Machinery firm to raise HK$1.7b
Updated: 2008-05-30 08:10
By Lillian Liu(HK Edition)
|
|||||||||
Chongqing Machinery and Electric Company plans to raise HK$1.7 billion in an initial public offering (IPO) in Hong Kong, in a bid to fuel its growth supported by the country's need for machinery products.
The executives told a press conference yesterday that the company, which has benefited a lot from China's fast-growing economy, could not produce enough machinery and electric parts and tools to match the market demand.
"The biggest problem we are facing now is our production capacity is lagging behind the market's need. We hope to provide our customers with as good and many products as they expect," said He Yong, president and executive director with the Chongqing-based company.

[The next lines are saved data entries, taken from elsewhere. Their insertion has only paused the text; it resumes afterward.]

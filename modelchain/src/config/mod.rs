//! Chain configuration.
//!
//! Every field has a default, so an empty TOML document yields the stock
//! five-stage chain against a local Ollama instance:
//!
//! ```toml
//! word_budget = 750
//! quality_check = true
//!
//! [backend]
//! base_url = "http://localhost:11434"
//! timeout_seconds = 60
//! ```

mod defaults;
mod plan;

pub use defaults::default_stages;
pub use plan::ChainPlan;

use crate::core::StageDefinition;
use crate::errors::ConfigError;
use serde::{Deserialize, Serialize};
use std::path::Path;
use std::time::Duration;

/// Ollama runtime knobs forwarded with every request when set.
#[derive(Debug, Clone, Copy, Default, PartialEq, Eq, Serialize, Deserialize)]
pub struct RuntimeOptions {
    /// CPU threads used for inference.
    #[serde(default, skip_serializing_if = "Option::is_none")]
    pub num_thread: Option<u32>,
    /// Context window size.
    #[serde(default, skip_serializing_if = "Option::is_none")]
    pub num_ctx: Option<u32>,
    /// Prompt batch size.
    #[serde(default, skip_serializing_if = "Option::is_none")]
    pub num_batch: Option<u32>,
}

/// Connection settings for the inference backend.
#[derive(Debug, Clone, PartialEq, Serialize, Deserialize)]
pub struct BackendConfig {
    /// Base URL of the Ollama API.
    #[serde(default = "default_base_url")]
    pub base_url: String,
    /// Per-call deadline.
    #[serde(default = "default_timeout_seconds")]
    pub timeout_seconds: u64,
    /// TCP connect deadline.
    #[serde(default = "default_connect_timeout_seconds")]
    pub connect_timeout_seconds: u64,
    /// Consume model output as an NDJSON stream instead of one response.
    #[serde(default)]
    pub stream: bool,
    /// Runtime options.
    #[serde(default)]
    pub runtime: RuntimeOptions,
}

fn default_base_url() -> String {
    "http://localhost:11434".to_string()
}

fn default_timeout_seconds() -> u64 {
    60
}

fn default_connect_timeout_seconds() -> u64 {
    5
}

impl Default for BackendConfig {
    fn default() -> Self {
        Self {
            base_url: default_base_url(),
            timeout_seconds: default_timeout_seconds(),
            connect_timeout_seconds: default_connect_timeout_seconds(),
            stream: false,
            runtime: RuntimeOptions::default(),
        }
    }
}

impl BackendConfig {
    /// Returns the per-call deadline.
    #[must_use]
    pub fn timeout(&self) -> Duration {
        Duration::from_secs(self.timeout_seconds)
    }

    /// Returns the connect deadline.
    #[must_use]
    pub fn connect_timeout(&self) -> Duration {
        Duration::from_secs(self.connect_timeout_seconds)
    }
}

/// Top-level configuration for the chain engine.
#[derive(Debug, Clone, PartialEq, Serialize, Deserialize)]
pub struct ChainConfig {
    /// Backend connection settings.
    #[serde(default)]
    pub backend: BackendConfig,
    /// Hard word limit for the final article.
    #[serde(default = "default_word_budget")]
    pub word_budget: usize,
    /// Maximum topic length in characters.
    #[serde(default = "default_max_topic_chars")]
    pub max_topic_chars: usize,
    /// Whether to run the quality stage.
    #[serde(default = "default_quality_check")]
    pub quality_check: bool,
    /// Stage definitions in execution order.
    #[serde(default = "default_stages")]
    pub stages: Vec<StageDefinition>,
    /// Additional regexes stripped from model output.
    #[serde(default)]
    pub extra_cleanup_patterns: Vec<String>,
}

fn default_word_budget() -> usize {
    750
}

fn default_max_topic_chars() -> usize {
    200
}

fn default_quality_check() -> bool {
    true
}

impl Default for ChainConfig {
    fn default() -> Self {
        Self {
            backend: BackendConfig::default(),
            word_budget: default_word_budget(),
            max_topic_chars: default_max_topic_chars(),
            quality_check: default_quality_check(),
            stages: default_stages(),
            extra_cleanup_patterns: Vec::new(),
        }
    }
}

impl ChainConfig {
    /// Parses configuration from a TOML document.
    ///
    /// # Errors
    ///
    /// Returns [`ConfigError::Parse`] for invalid TOML.
    pub fn from_toml_str(source: &str) -> Result<Self, ConfigError> {
        Ok(toml::from_str(source)?)
    }

    /// Loads configuration from a TOML file.
    ///
    /// # Errors
    ///
    /// Returns [`ConfigError::Io`] if the file cannot be read and
    /// [`ConfigError::Parse`] if it is not valid.
    pub fn load(path: impl AsRef<Path>) -> Result<Self, ConfigError> {
        let path = path.as_ref();
        let source = std::fs::read_to_string(path).map_err(|source| ConfigError::Io {
            path: path.to_path_buf(),
            source,
        })?;
        Self::from_toml_str(&source)
    }

    /// Sets the backend base URL.
    #[must_use]
    pub fn with_base_url(mut self, base_url: impl Into<String>) -> Self {
        self.backend.base_url = base_url.into();
        self
    }

    /// Enables or disables the quality stage.
    #[must_use]
    pub fn with_quality_check(mut self, enabled: bool) -> Self {
        self.quality_check = enabled;
        self
    }

    /// Sets the per-call timeout.
    #[must_use]
    pub fn with_timeout_seconds(mut self, seconds: u64) -> Self {
        self.backend.timeout_seconds = seconds;
        self
    }

    /// Validates the stage list into a plan.
    ///
    /// # Errors
    ///
    /// Returns [`ConfigError::Topology`] if the stages do not form the
    /// fixed chain.
    pub fn plan(&self) -> Result<ChainPlan, ConfigError> {
        Ok(ChainPlan::from_definitions(&self.stages, self.quality_check)?)
    }
}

The group is embarking on making commercial vehicle parts, power equipment, general machinery and machine tools and its products have big demands from all sectors of industries, and the company recorded over 30 percent annual growth for the last three years.
Chongqing Machinery and Electric, which is one of China's largest gear-producing machine producers, hopes to use the IPO proceeds to expand capacity and fund general operation.
Chongqing Machinery and Electric is offering 1.7 billion H shares with about 90 percent earmarked for international buyers and the rest for Hong Kong retail investors.
The offering price ranges from HK$1.30 to HK$1.70 per share. The Hong Kong public offer commences at 9am today and is expected to close at 12am next Wednesday.
The machinery group is scheduled to start trading its H shares on the mainboard of the stock exchange on June 13. Credit Suisse is the sole coordinator and sponsor.
Miao Xiaoping, financial controller of the company, said the group has 1 billion yuan cash in hand by the end of 2007, and its "healthy" balance sheet reflects the company's robust financial condition.
The continuing rapid growth of China's economy, industrialization and urbanization keep driving up the market's demand for vehicle parts and components, power equipment, general machinery and machine tools, the company said in its IPO document.
"The company's market position in western China takes advantage of the growth driven by the government's 'go west' policy and provides a platform to develop market presence throughout China," said Sun Nengyi, chairman and executive director of the group.
"Under the favorable macro-economy, the company is confident that it will sustain an organic development with big strides," Sun said.